About this exercise - Which lines of the entries below hold the word "ReviewRequest"? Report each of them.

Available data -
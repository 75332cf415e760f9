use std::collections::HashMap;
use std::sync::atomic::{AtomicBool, AtomicUsize, Ordering};
use std::sync::{Arc, Mutex};

use axum::response::Response;
use serde_json::Value;

use crate::marketplace::domain::{
    Actor, Booking, BookingId, BookingRequest, BookingStatus, CategoryRatings, Listing, ListingId,
    ListingRating, RatingSubmission, Review, ReviewId, ReviewRequest, Role,
};
use crate::marketplace::repository::{
    BookingRepository, ListingAggregateWriter, ListingDirectory, MarketplaceNotification,
    NotificationError, NotificationPublisher, RepositoryError, ReviewRepository,
};
use crate::marketplace::{marketplace_router, MarketplaceService};

pub(super) const LISTING: &str = "lst-1";
pub(super) const OWNER: &str = "owner-1";
pub(super) const TENANT: &str = "tenant-1";

pub(super) fn tenant() -> Actor {
    Actor::new(TENANT, Role::Tenant)
}

pub(super) fn owner() -> Actor {
    Actor::new(OWNER, Role::Owner)
}

pub(super) fn admin() -> Actor {
    Actor::new("ops-1", Role::Admin)
}

pub(super) fn stranger() -> Actor {
    Actor::new("tenant-2", Role::Tenant)
}

pub(super) fn listing_id() -> ListingId {
    ListingId(LISTING.to_string())
}

pub(super) fn booking_request() -> BookingRequest {
    BookingRequest {
        listing_id: listing_id(),
        move_in_date: Some("2025-09-01".to_string()),
        notes: Some("Arriving with one suitcase".to_string()),
    }
}

pub(super) fn review_request(booking_id: &BookingId, ratings: CategoryRatings) -> ReviewRequest {
    ReviewRequest {
        booking_id: booking_id.clone(),
        ratings: RatingSubmission::from(ratings),
        text_review: "Bright room, responsive owner".to_string(),
    }
}

pub(super) type TestService = MarketplaceService<MemoryStore, MemoryNotifications>;

pub(super) fn build_service() -> (TestService, Arc<MemoryStore>, Arc<MemoryNotifications>) {
    let store = Arc::new(MemoryStore::with_listing(Listing::new(
        LISTING,
        OWNER,
        "Room near the library",
    )));
    let notifications = Arc::new(MemoryNotifications::default());
    let service = MarketplaceService::new(store.clone(), notifications.clone());
    (service, store, notifications)
}

/// Drives a fresh booking through owner acceptance and admin completion.
pub(super) fn completed_booking(service: &TestService) -> Booking {
    let booking = service
        .create_booking(&tenant(), booking_request())
        .expect("booking created");
    service
        .transition_booking(&owner(), &booking.id, BookingStatus::Accepted)
        .expect("owner accepts");
    service
        .complete_booking(&admin(), &booking.id)
        .expect("admin completes")
}

#[derive(Default)]
pub(super) struct MemoryStore {
    pub(super) listings: Mutex<HashMap<ListingId, Listing>>,
    pub(super) bookings: Mutex<HashMap<BookingId, Booking>>,
    pub(super) reviews: Mutex<HashMap<ReviewId, Review>>,
    pub(super) fail_rating_writes: AtomicBool,
    race_review_inserts: AtomicBool,
    rating_writes: AtomicUsize,
}

impl MemoryStore {
    pub(super) fn with_listing(listing: Listing) -> Self {
        let store = Self::default();
        store
            .listings
            .lock()
            .expect("listing mutex poisoned")
            .insert(listing.id.clone(), listing);
        store
    }

    pub(super) fn listing(&self, id: &ListingId) -> Listing {
        self.listings
            .lock()
            .expect("listing mutex poisoned")
            .get(id)
            .cloned()
            .expect("listing present")
    }

    pub(super) fn review_count(&self) -> usize {
        self.reviews.lock().expect("review mutex poisoned").len()
    }

    pub(super) fn fail_rating_writes(&self) {
        self.fail_rating_writes.store(true, Ordering::SeqCst);
    }

    /// Simulates a concurrent submission landing between the duplicate check and the insert.
    pub(super) fn race_review_inserts(&self) {
        self.race_review_inserts.store(true, Ordering::SeqCst);
    }

    pub(super) fn rating_writes(&self) -> usize {
        self.rating_writes.load(Ordering::SeqCst)
    }
}

impl ListingDirectory for MemoryStore {
    fn find_listing(&self, id: &ListingId) -> Result<Option<Listing>, RepositoryError> {
        let guard = self.listings.lock().expect("listing mutex poisoned");
        Ok(guard.get(id).cloned())
    }
}

impl ListingAggregateWriter for MemoryStore {
    fn write_rating(&self, id: &ListingId, rating: ListingRating) -> Result<(), RepositoryError> {
        self.rating_writes.fetch_add(1, Ordering::SeqCst);
        if self.fail_rating_writes.load(Ordering::SeqCst) {
            return Err(RepositoryError::Unavailable("listing table locked".to_string()));
        }
        let mut guard = self.listings.lock().expect("listing mutex poisoned");
        let listing = guard.get_mut(id).ok_or(RepositoryError::NotFound)?;
        listing.total_ratings = rating.total_ratings;
        listing.average_rating = rating.average_rating;
        Ok(())
    }
}

impl BookingRepository for MemoryStore {
    fn insert_booking(&self, booking: Booking) -> Result<Booking, RepositoryError> {
        let mut guard = self.bookings.lock().expect("booking mutex poisoned");
        if guard.contains_key(&booking.id) {
            return Err(RepositoryError::Conflict);
        }
        guard.insert(booking.id.clone(), booking.clone());
        Ok(booking)
    }

    fn update_booking(&self, booking: Booking) -> Result<(), RepositoryError> {
        let mut guard = self.bookings.lock().expect("booking mutex poisoned");
        guard.insert(booking.id.clone(), booking);
        Ok(())
    }

    fn fetch_booking(&self, id: &BookingId) -> Result<Option<Booking>, RepositoryError> {
        let guard = self.bookings.lock().expect("booking mutex poisoned");
        Ok(guard.get(id).cloned())
    }

    fn bookings_for_listing(
        &self,
        listing_id: &ListingId,
    ) -> Result<Vec<Booking>, RepositoryError> {
        let guard = self.bookings.lock().expect("booking mutex poisoned");
        Ok(guard
            .values()
            .filter(|booking| &booking.listing_id == listing_id)
            .cloned()
            .collect())
    }
}

impl ReviewRepository for MemoryStore {
    fn insert_review(&self, review: Review) -> Result<Review, RepositoryError> {
        if self.race_review_inserts.load(Ordering::SeqCst) {
            return Err(RepositoryError::Conflict);
        }
        let mut guard = self.reviews.lock().expect("review mutex poisoned");
        if guard
            .values()
            .any(|existing| existing.booking_id == review.booking_id)
        {
            return Err(RepositoryError::Conflict);
        }
        guard.insert(review.id.clone(), review.clone());
        Ok(review)
    }

    fn update_review(&self, review: Review) -> Result<(), RepositoryError> {
        let mut guard = self.reviews.lock().expect("review mutex poisoned");
        guard.insert(review.id.clone(), review);
        Ok(())
    }

    fn fetch_review(&self, id: &ReviewId) -> Result<Option<Review>, RepositoryError> {
        let guard = self.reviews.lock().expect("review mutex poisoned");
        Ok(guard.get(id).cloned())
    }

    fn review_for_booking(&self, booking_id: &BookingId) -> Result<Option<Review>, RepositoryError> {
        if self.race_review_inserts.load(Ordering::SeqCst) {
            return Ok(None);
        }
        let guard = self.reviews.lock().expect("review mutex poisoned");
        Ok(guard
            .values()
            .find(|review| &review.booking_id == booking_id)
            .cloned())
    }

    fn reviews_for_listing(&self, listing_id: &ListingId) -> Result<Vec<Review>, RepositoryError> {
        let guard = self.reviews.lock().expect("review mutex poisoned");
        Ok(guard
            .values()
            .filter(|review| &review.listing_id == listing_id)
            .cloned()
            .collect())
    }
}

#[derive(Default, Clone)]
pub(super) struct MemoryNotifications {
    events: Arc<Mutex<Vec<MarketplaceNotification>>>,
}

impl MemoryNotifications {
    pub(super) fn templates(&self) -> Vec<String> {
        self.events
            .lock()
            .expect("notification mutex poisoned")
            .iter()
            .map(|event| event.template.clone())
            .collect()
    }

    pub(super) fn events(&self) -> Vec<MarketplaceNotification> {
        self.events
            .lock()
            .expect("notification mutex poisoned")
            .clone()
    }
}

impl NotificationPublisher for MemoryNotifications {
    fn publish(&self, notification: MarketplaceNotification) -> Result<(), NotificationError> {
        self.events
            .lock()
            .expect("notification mutex poisoned")
            .push(notification);
        Ok(())
    }
}

pub(super) struct OfflineNotifications;

impl NotificationPublisher for OfflineNotifications {
    fn publish(&self, _notification: MarketplaceNotification) -> Result<(), NotificationError> {
        Err(NotificationError::Transport("smtp relay offline".to_string()))
    }
}

pub(super) struct UnavailableStore;

impl ListingDirectory for UnavailableStore {
    fn find_listing(&self, _id: &ListingId) -> Result<Option<Listing>, RepositoryError> {
        Err(RepositoryError::Unavailable("database offline".to_string()))
    }
}

impl ListingAggregateWriter for UnavailableStore {
    fn write_rating(&self, _id: &ListingId, _rating: ListingRating) -> Result<(), RepositoryError> {
        Err(RepositoryError::Unavailable("database offline".to_string()))
    }
}

impl BookingRepository for UnavailableStore {
    fn insert_booking(&self, _booking: Booking) -> Result<Booking, RepositoryError> {
        Err(RepositoryError::Unavailable("database offline".to_string()))
    }

    fn update_booking(&self, _booking: Booking) -> Result<(), RepositoryError> {
        Err(RepositoryError::Unavailable("database offline".to_string()))
    }

    fn fetch_booking(&self, _id: &BookingId) -> Result<Option<Booking>, RepositoryError> {
        Err(RepositoryError::Unavailable("database offline".to_string()))
    }

    fn bookings_for_listing(
        &self,
        _listing_id: &ListingId,
    ) -> Result<Vec<Booking>, RepositoryError> {
        Err(RepositoryError::Unavailable("database offline".to_string()))
    }
}

impl ReviewRepository for UnavailableStore {
    fn insert_review(&self, _review: Review) -> Result<Review, RepositoryError> {
        Err(RepositoryError::Unavailable("database offline".to_string()))
    }

    fn update_review(&self, _review: Review) -> Result<(), RepositoryError> {
        Err(RepositoryError::Unavailable("database offline".to_string()))
    }

    fn fetch_review(&self, _id: &ReviewId) -> Result<Option<Review>, RepositoryError> {
        Err(RepositoryError::Unavailable("database offline".to_string()))
    }

    fn review_for_booking(
        &self,
        _booking_id: &BookingId,
    ) -> Result<Option<Review>, RepositoryError> {
        Err(RepositoryError::Unavailable("database offline".to_string()))
    }

    fn reviews_for_listing(&self, _listing_id: &ListingId) -> Result<Vec<Review>, RepositoryError> {
        Err(RepositoryError::Unavailable("database offline".to_string()))
    }
}

pub(super) fn router_with_service(service: TestService) -> axum::Router {
    marketplace_router(Arc::new(service))
}

pub(super) async fn read_json_body(response: Response) -> Value {
    let body = axum::body::to_bytes(response.into_body(), 64 * 1024)
        .await
        .expect("read body");
    serde_json::from_slice(&body).expect("json payload")
}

Answer box -
    ListingRating, RatingSubmission, Review, ReviewId, ReviewRequest, Role,
pub(super) fn review_request(booking_id: &BookingId, ratings: CategoryRatings) -> ReviewRequest {
    ReviewRequest {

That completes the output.